▸ Exercise goal
Please return the lines below verbatim, beginning at the one that has "of its size" and stopping after the one that has "with sequential ids", and add no other lines.

Saved entries:
◇ ◇ ◇
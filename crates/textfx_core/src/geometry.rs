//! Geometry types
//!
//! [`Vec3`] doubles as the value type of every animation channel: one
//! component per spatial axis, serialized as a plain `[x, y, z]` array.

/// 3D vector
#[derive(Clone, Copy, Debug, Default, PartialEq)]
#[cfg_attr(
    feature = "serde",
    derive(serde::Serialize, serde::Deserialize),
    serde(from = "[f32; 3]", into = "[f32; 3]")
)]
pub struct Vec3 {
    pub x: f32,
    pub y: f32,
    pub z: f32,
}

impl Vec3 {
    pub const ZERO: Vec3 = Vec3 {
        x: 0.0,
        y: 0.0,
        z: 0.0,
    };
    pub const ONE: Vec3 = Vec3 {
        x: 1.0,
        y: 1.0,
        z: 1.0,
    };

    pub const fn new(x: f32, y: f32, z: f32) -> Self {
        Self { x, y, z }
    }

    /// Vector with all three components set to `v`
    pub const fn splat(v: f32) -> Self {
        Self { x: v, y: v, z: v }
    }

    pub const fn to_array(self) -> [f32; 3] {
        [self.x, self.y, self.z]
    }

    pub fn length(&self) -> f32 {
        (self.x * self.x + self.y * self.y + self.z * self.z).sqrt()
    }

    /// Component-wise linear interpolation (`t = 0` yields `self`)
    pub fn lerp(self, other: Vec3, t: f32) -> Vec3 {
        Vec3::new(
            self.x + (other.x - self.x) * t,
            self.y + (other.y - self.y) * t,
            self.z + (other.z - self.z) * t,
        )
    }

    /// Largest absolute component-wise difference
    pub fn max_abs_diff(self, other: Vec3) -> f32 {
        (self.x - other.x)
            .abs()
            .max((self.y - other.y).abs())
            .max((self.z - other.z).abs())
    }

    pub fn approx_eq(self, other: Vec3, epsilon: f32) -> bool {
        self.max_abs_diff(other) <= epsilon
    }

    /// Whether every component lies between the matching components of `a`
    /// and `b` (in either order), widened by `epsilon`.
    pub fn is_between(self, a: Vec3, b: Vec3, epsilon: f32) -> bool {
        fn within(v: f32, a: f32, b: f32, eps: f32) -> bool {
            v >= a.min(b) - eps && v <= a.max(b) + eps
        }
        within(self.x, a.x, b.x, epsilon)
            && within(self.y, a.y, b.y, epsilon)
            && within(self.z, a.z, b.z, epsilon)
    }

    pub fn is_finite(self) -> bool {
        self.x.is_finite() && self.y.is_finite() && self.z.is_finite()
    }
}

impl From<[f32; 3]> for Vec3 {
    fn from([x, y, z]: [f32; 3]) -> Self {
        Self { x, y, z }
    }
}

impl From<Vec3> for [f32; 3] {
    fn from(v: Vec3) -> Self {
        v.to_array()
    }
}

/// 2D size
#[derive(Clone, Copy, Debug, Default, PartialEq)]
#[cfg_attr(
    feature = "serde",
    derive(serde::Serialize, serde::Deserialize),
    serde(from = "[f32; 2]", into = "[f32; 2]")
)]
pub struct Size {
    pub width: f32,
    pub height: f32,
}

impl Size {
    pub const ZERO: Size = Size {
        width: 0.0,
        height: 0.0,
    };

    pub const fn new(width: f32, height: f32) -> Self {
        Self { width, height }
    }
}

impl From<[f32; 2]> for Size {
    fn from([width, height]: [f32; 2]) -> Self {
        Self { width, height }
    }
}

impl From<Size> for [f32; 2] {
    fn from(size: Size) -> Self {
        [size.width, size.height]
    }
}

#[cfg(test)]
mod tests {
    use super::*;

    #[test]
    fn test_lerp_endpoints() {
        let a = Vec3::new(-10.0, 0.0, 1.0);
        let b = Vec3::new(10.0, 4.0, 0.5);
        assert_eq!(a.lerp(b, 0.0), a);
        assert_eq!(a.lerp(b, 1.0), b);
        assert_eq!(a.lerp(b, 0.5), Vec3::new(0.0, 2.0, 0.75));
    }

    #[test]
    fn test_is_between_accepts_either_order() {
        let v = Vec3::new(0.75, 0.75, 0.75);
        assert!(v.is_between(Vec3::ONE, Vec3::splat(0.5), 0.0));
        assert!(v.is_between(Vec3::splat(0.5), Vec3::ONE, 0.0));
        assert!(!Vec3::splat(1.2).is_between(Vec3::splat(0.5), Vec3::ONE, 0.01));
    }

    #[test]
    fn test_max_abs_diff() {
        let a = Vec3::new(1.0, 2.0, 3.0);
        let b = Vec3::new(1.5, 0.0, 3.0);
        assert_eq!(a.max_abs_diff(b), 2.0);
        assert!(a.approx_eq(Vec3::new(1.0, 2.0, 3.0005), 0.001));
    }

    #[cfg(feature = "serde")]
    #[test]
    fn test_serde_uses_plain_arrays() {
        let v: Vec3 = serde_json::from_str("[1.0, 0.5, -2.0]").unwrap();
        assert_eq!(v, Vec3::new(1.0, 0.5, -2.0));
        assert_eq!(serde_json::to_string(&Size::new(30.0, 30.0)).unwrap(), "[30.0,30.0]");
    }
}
◇ ◇ ◇
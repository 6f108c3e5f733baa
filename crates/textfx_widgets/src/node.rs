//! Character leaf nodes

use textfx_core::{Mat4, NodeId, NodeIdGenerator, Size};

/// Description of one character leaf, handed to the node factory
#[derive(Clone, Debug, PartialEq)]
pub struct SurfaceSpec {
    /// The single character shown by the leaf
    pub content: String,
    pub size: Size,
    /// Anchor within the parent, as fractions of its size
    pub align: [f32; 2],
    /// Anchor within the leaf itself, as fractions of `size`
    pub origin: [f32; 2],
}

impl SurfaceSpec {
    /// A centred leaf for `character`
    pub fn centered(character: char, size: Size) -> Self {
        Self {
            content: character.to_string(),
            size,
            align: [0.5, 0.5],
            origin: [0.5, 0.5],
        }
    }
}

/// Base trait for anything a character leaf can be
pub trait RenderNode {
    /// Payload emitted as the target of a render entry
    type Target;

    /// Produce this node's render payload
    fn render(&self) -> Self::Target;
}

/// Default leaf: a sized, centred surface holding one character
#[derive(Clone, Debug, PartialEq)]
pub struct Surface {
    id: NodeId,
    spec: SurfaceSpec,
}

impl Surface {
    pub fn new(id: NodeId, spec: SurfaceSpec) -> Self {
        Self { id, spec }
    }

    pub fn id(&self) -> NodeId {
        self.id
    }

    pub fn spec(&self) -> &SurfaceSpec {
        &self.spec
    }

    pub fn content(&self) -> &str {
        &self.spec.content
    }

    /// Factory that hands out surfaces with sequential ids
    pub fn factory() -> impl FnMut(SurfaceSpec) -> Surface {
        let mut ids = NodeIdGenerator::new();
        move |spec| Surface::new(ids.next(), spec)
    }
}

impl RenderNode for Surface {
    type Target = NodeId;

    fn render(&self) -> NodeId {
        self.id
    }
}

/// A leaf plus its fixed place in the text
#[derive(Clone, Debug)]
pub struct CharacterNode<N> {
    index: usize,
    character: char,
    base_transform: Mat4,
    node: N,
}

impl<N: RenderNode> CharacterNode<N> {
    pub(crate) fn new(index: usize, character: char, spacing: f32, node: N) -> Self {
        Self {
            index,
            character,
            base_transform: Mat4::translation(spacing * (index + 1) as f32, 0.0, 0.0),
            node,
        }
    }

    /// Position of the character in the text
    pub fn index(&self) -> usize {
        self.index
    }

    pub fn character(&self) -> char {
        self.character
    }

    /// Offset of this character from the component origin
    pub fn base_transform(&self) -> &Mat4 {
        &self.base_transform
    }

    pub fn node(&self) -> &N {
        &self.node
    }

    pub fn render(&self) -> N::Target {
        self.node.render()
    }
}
◇ ◇ ◇
▸ Written response
    /// Anchor within the parent, as fractions of its size
    pub align: [f32; 2],
    /// Anchor within the leaf itself, as fractions of `size`
    pub origin: [f32; 2],
}

impl SurfaceSpec {
    /// A centred leaf for `character`
    pub fn centered(character: char, size: Size) -> Self {
        Self {
            content: character.to_string(),
            size,
            align: [0.5, 0.5],
            origin: [0.5, 0.5],
        }
    }
}

/// Base trait for anything a character leaf can be
pub trait RenderNode {
    /// Payload emitted as the target of a render entry
    type Target;

    /// Produce this node's render payload
    fn render(&self) -> Self::Target;
}

/// Default leaf: a sized, centred surface holding one character
#[derive(Clone, Debug, PartialEq)]
pub struct Surface {
    id: NodeId,
    spec: SurfaceSpec,
}

impl Surface {
    pub fn new(id: NodeId, spec: SurfaceSpec) -> Self {
        Self { id, spec }
    }

    pub fn id(&self) -> NodeId {
        self.id
    }

    pub fn spec(&self) -> &SurfaceSpec {
        &self.spec
    }

    pub fn content(&self) -> &str {
        &self.spec.content
    }

    /// Factory that hands out surfaces with sequential ids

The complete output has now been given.